Why are cell culture media important?
A cell culture is developed when cells, tissues, or organs (whether animal or plant in origin) are placed into artificial environments conducive to their survival and/or proliferation.1 Cell culture technology is used in the manufacture of biologic drugs (or “biopharmaceuticals”) and vaccines as well as in assessment of drug efficacy and toxicity. When manufacturing biopharmaceuticals, it is absolutely crucial to minimize variables, maximize yield, simplify purification, and meet regulatory requirements. The industry has been growing more aware of the impact of cell culture media selection on these considerations.
In order for viable and optimal in vitro cultivation of cells, an appropriate growth medium must be selected. Cell culture media are absolutely vital to the productivity, reproducibility, and quality of these bioproduction processes. The projected market for cell culture media and reagents is expected to reach $7 billion in the next few years.2 With the greater variety of culture media available commercially each day, and with heightened competition in biopharmaceutical manufacturing across the world, it is increasingly crucial that we closely evaluate these media.

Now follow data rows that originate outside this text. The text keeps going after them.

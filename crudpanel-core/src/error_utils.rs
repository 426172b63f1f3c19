use crate::error::*;
use serde::Serialize;
use std::fmt;
use tracing::{error, info, warn};

/// Coarse classification every failure collapses into before it is shown.
#[derive(Debug, Clone, Copy, PartialEq, Eq, Serialize)]
#[serde(rename_all = "snake_case")]
pub enum ErrorKind {
    /// Bad credentials, failed identity check, or no session yet.
    Authentication,
    /// The provider rejected the call or could not be reached.
    RemoteApi,
    /// A required field was missing or malformed; nothing was sent.
    Validation,
    /// Local I/O or configuration trouble.
    Local,
}

impl fmt::Display for ErrorKind {
    fn fmt(&self, f: &mut fmt::Formatter<'_>) -> fmt::Result {
        let name = match self {
            ErrorKind::Authentication => "authentication",
            ErrorKind::RemoteApi => "remote_api",
            ErrorKind::Validation => "validation",
            ErrorKind::Local => "local",
        };
        f.write_str(name)
    }
}

pub trait ErrorExt {
    fn log_error(&self) -> &Self;
    fn log_warn(&self) -> &Self;
    fn kind(&self) -> ErrorKind;
    fn user_friendly_message(&self) -> String;
    fn error_code(&self) -> String;
}

impl ErrorExt for CoreError {
    fn log_error(&self) -> &Self {
        error!("CoreError: {}", self);
        match self {
            CoreError::RedditApi(e) => {
                error!("Reddit API error details: {:?}", e);
            }
            CoreError::YouTubeApi(e) => {
                error!("YouTube API error details: {:?}", e);
            }
            CoreError::Config(e) => {
                error!("Configuration error details: {:?}", e);
            }
            _ => {}
        }
        self
    }

    fn log_warn(&self) -> &Self {
        warn!("CoreError (warning): {}", self);
        self
    }

    fn kind(&self) -> ErrorKind {
        match self {
            CoreError::RedditApi(e) => e.kind(),
            CoreError::YouTubeApi(e) => e.kind(),
            CoreError::Config(_) => ErrorKind::Local,
            CoreError::Io(_) => ErrorKind::Local,
            CoreError::Serialization(_) => ErrorKind::RemoteApi,
            CoreError::Network(_) => ErrorKind::RemoteApi,
            CoreError::InvalidInput { .. } => ErrorKind::Validation,
            CoreError::MissingField { .. } => ErrorKind::Validation,
            CoreError::NoActiveSession { .. } => ErrorKind::Authentication,
        }
    }

    fn user_friendly_message(&self) -> String {
        match self {
            CoreError::RedditApi(e) => e.user_friendly_message(),
            CoreError::YouTubeApi(e) => e.user_friendly_message(),
            CoreError::Config(e) => e.user_friendly_message(),
            CoreError::Network(_) => {
                "Could not reach the provider. Check your internet connection.".to_string()
            }
            CoreError::InvalidInput { message } => format!("Invalid input: {}", message),
            CoreError::MissingField { field } => {
                format!("The field '{}' is required.", field)
            }
            CoreError::NoActiveSession { provider } => format!(
                "You are not logged in to {}. Please submit your credentials.",
                provider
            ),
            CoreError::Io(_) => {
                "Could not stage the uploaded file on local disk.".to_string()
            }
            _ => "Something unexpected went wrong on our side.".to_string(),
        }
    }

    fn error_code(&self) -> String {
        match self {
            CoreError::RedditApi(_) => "REDDIT_API".to_string(),
            CoreError::YouTubeApi(_) => "YOUTUBE_API".to_string(),
            CoreError::Config(_) => "CONFIG".to_string(),
            CoreError::Io(_) => "IO".to_string(),
            CoreError::Serialization(_) => "SERIALIZATION".to_string(),
            CoreError::Network(_) => "NETWORK".to_string(),
            CoreError::InvalidInput { .. } => "INVALID_INPUT".to_string(),
            CoreError::MissingField { .. } => "MISSING_FIELD".to_string(),
            CoreError::NoActiveSession { .. } => "NO_ACTIVE_SESSION".to_string(),
        }
    }
}

impl ErrorExt for RedditApiError {
    fn log_error(&self) -> &Self {
        error!("RedditApiError: {}", self);
        self
    }

    fn log_warn(&self) -> &Self {
        warn!("RedditApiError (warning): {}", self);
        self
    }

    fn kind(&self) -> ErrorKind {
        match self {
            RedditApiError::AuthenticationFailed { .. } | RedditApiError::InvalidToken => {
                ErrorKind::Authentication
            }
            _ => ErrorKind::RemoteApi,
        }
    }

    fn user_friendly_message(&self) -> String {
        match self {
            RedditApiError::AuthenticationFailed { reason } => format!(
                "Reddit login failed: {}. Please check your credentials.",
                reason
            ),
            RedditApiError::RateLimitExceeded { retry_after } => format!(
                "Too many requests. Reddit asks to wait {} seconds.",
                retry_after
            ),
            RedditApiError::Forbidden { resource } => format!(
                "Access denied to {}. You may not have permission for this action.",
                resource
            ),
            RedditApiError::SubredditNotFound { subreddit } => {
                format!("r/{} does not exist or is private.", subreddit)
            }
            RedditApiError::PostNotFound { post_id } => {
                format!("Post '{}' could not be found.", post_id)
            }
            RedditApiError::InvalidToken => {
                "Reddit authentication token is invalid. Please re-enter your credentials."
                    .to_string()
            }
            RedditApiError::RequestTimeout => {
                "Reddit did not answer in time.".to_string()
            }
            RedditApiError::Rejected { message } => format!("Reddit rejected the request: {}", message),
            RedditApiError::MediaUploadFailed { details } => {
                format!("Media upload to Reddit failed: {}", details)
            }
            _ => "Reddit could not complete the request.".to_string(),
        }
    }

    fn error_code(&self) -> String {
        match self {
            RedditApiError::AuthenticationFailed { .. } => "REDDIT_AUTH_FAILED".to_string(),
            RedditApiError::RateLimitExceeded { .. } => "REDDIT_RATE_LIMIT".to_string(),
            RedditApiError::Forbidden { .. } => "REDDIT_FORBIDDEN".to_string(),
            RedditApiError::SubredditNotFound { .. } => "REDDIT_SUBREDDIT_NOT_FOUND".to_string(),
            RedditApiError::PostNotFound { .. } => "REDDIT_POST_NOT_FOUND".to_string(),
            RedditApiError::InvalidToken => "REDDIT_INVALID_TOKEN".to_string(),
            RedditApiError::RequestTimeout => "REDDIT_TIMEOUT".to_string(),
            RedditApiError::Rejected { .. } => "REDDIT_REJECTED".to_string(),
            RedditApiError::MediaUploadFailed { .. } => "REDDIT_MEDIA_UPLOAD_FAILED".to_string(),
            RedditApiError::InvalidResponse { .. } => "REDDIT_INVALID_RESPONSE".to_string(),
            RedditApiError::ServerError { .. } => "REDDIT_SERVER_ERROR".to_string(),
        }
    }
}

impl ErrorExt for YouTubeApiError {
    fn log_error(&self) -> &Self {
        error!("YouTubeApiError: {}", self);
        self
    }

    fn log_warn(&self) -> &Self {
        warn!("YouTubeApiError (warning): {}", self);
        self
    }

    fn kind(&self) -> ErrorKind {
        ErrorKind::RemoteApi
    }

    fn user_friendly_message(&self) -> String {
        match self {
            YouTubeApiError::InvalidApiKey { .. } => {
                "YouTube rejected the API key. Please re-enter it.".to_string()
            }
            YouTubeApiError::QuotaExceeded { .. } => {
                "YouTube API quota exhausted for this key.".to_string()
            }
            YouTubeApiError::Forbidden { reason } => {
                format!("YouTube refused the request: {}", reason)
            }
            YouTubeApiError::VideoNotFound { video_id } => {
                format!("Video '{}' could not be found.", video_id)
            }
            YouTubeApiError::RequestTimeout => {
                "YouTube did not answer in time.".to_string()
            }
            YouTubeApiError::Rejected { message, .. } => {
                format!("YouTube rejected the request: {}", message)
            }
            YouTubeApiError::UploadFailed { details } => {
                format!("Video upload failed: {}", details)
            }
            _ => "YouTube could not complete the request.".to_string(),
        }
    }

    fn error_code(&self) -> String {
        match self {
            YouTubeApiError::InvalidApiKey { .. } => "YOUTUBE_INVALID_API_KEY".to_string(),
            YouTubeApiError::QuotaExceeded { .. } => "YOUTUBE_QUOTA_EXCEEDED".to_string(),
            YouTubeApiError::Forbidden { .. } => "YOUTUBE_FORBIDDEN".to_string(),
            YouTubeApiError::VideoNotFound { .. } => "YOUTUBE_VIDEO_NOT_FOUND".to_string(),
            YouTubeApiError::RequestTimeout => "YOUTUBE_TIMEOUT".to_string(),
            YouTubeApiError::Rejected { .. } => "YOUTUBE_REJECTED".to_string(),
            YouTubeApiError::UploadFailed { .. } => "YOUTUBE_UPLOAD_FAILED".to_string(),
            YouTubeApiError::InvalidResponse { .. } => "YOUTUBE_INVALID_RESPONSE".to_string(),
            YouTubeApiError::ServerError { .. } => "YOUTUBE_SERVER_ERROR".to_string(),
        }
    }
}

impl ErrorExt for ConfigError {
    fn log_error(&self) -> &Self {
        error!("ConfigError: {}", self);
        self
    }

    fn log_warn(&self) -> &Self {
        warn!("ConfigError (warning): {}", self);
        self
    }

    fn kind(&self) -> ErrorKind {
        ErrorKind::Local
    }

    fn user_friendly_message(&self) -> String {
        match self {
            ConfigError::FileNotFound { path } => {
                format!("Configuration file '{}' not found.", path)
            }
            ConfigError::InvalidValue { field, .. } => {
                format!("Configuration field '{}' has an invalid value.", field)
            }
            ConfigError::Parse(_) => {
                "Configuration file is not valid TOML.".to_string()
            }
            ConfigError::Read(_) => {
                "Configuration file could not be read. Please check file permissions."
                    .to_string()
            }
        }
    }

    fn error_code(&self) -> String {
        match self {
            ConfigError::FileNotFound { .. } => "CONFIG_FILE_NOT_FOUND".to_string(),
            ConfigError::InvalidValue { .. } => "CONFIG_INVALID_VALUE".to_string(),
            ConfigError::Parse(_) => "CONFIG_PARSE_ERROR".to_string(),
            ConfigError::Read(_) => "CONFIG_READ_ERROR".to_string(),
        }
    }
}

pub struct ErrorReporter {
    report_errors: bool,
}

impl ErrorReporter {
    pub fn new() -> Self {
        Self {
            report_errors: true,
        }
    }

    pub fn with_error_reporting(mut self, enabled: bool) -> Self {
        self.report_errors = enabled;
        self
    }

    pub fn report_error(&self, error: &CoreError) {
        if self.report_errors {
            error.log_error();
            info!("Error code: {} ({})", error.error_code(), error.kind());
            info!("User message: {}", error.user_friendly_message());
        }
    }
}

impl Default for ErrorReporter {
    fn default() -> Self {
        Self::new()
    }
}

/// Renders a failure the way the front end shows it: one line, provider
/// message kept verbatim.
pub fn display_error(error: &CoreError) -> String {
    format!("Error: {}", error)
}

What is cell culture media?
A typical culture medium is composed of amino acids, vitamins, inorganic salts, carbohydrates (such as glucose), lipids (cholesterol, steroids, fatty acids, etc.), polyamines, reductants (such as 2-mercaptoethanol), protective agents (carboxymethyl cellulose, polyvinyl pyrrolidone, Tween 80, etc.), detergents/surfactants, and serum as a source of growth factors, hormones, and attachment/adhesion factors (fibronectin, laminin, etc).3 There are an extensive number of medium formulations for every application.
Metals in Cell Culture Media
Inorganic salts in the media help maintain pH, retain the osmotic balance, and regulate membrane potential by providing sodium, potassium, and calcium ions.1 The transition metals Co, Cu, Cr, Fe, I, Mn, Mo, Se, and Zn function in the active centers of enzymes and drive protein quality.3 Cu, Fe, Se, and Zn, in particular, must be present at least in micro amounts in most cell culture media to assist with proper cell growth.1,3 Because of the importance of many metals for proteins, trace elements contaminating the water or raw materials have led to some positive developments in cell culture media, such that many trace elements may now be intentionally added to media used for specific purposes.
However, addition of metals must be considered carefully as many promote the production of reactive oxygen species. Trace elements Al, Ag, Ba, Br, Cd, Co, Cr, F, Ge, I, Mn, Mo, Ni, Rb, Se, Si, Sn, Ti, V, and Zr have all been shown to negatively affect the efficiency of cell culture media via the production of reactive oxygen species.3 As such, development work to improve quality or yield is often wrapped up in understanding trace metal impact, which can be costly and time-wasting.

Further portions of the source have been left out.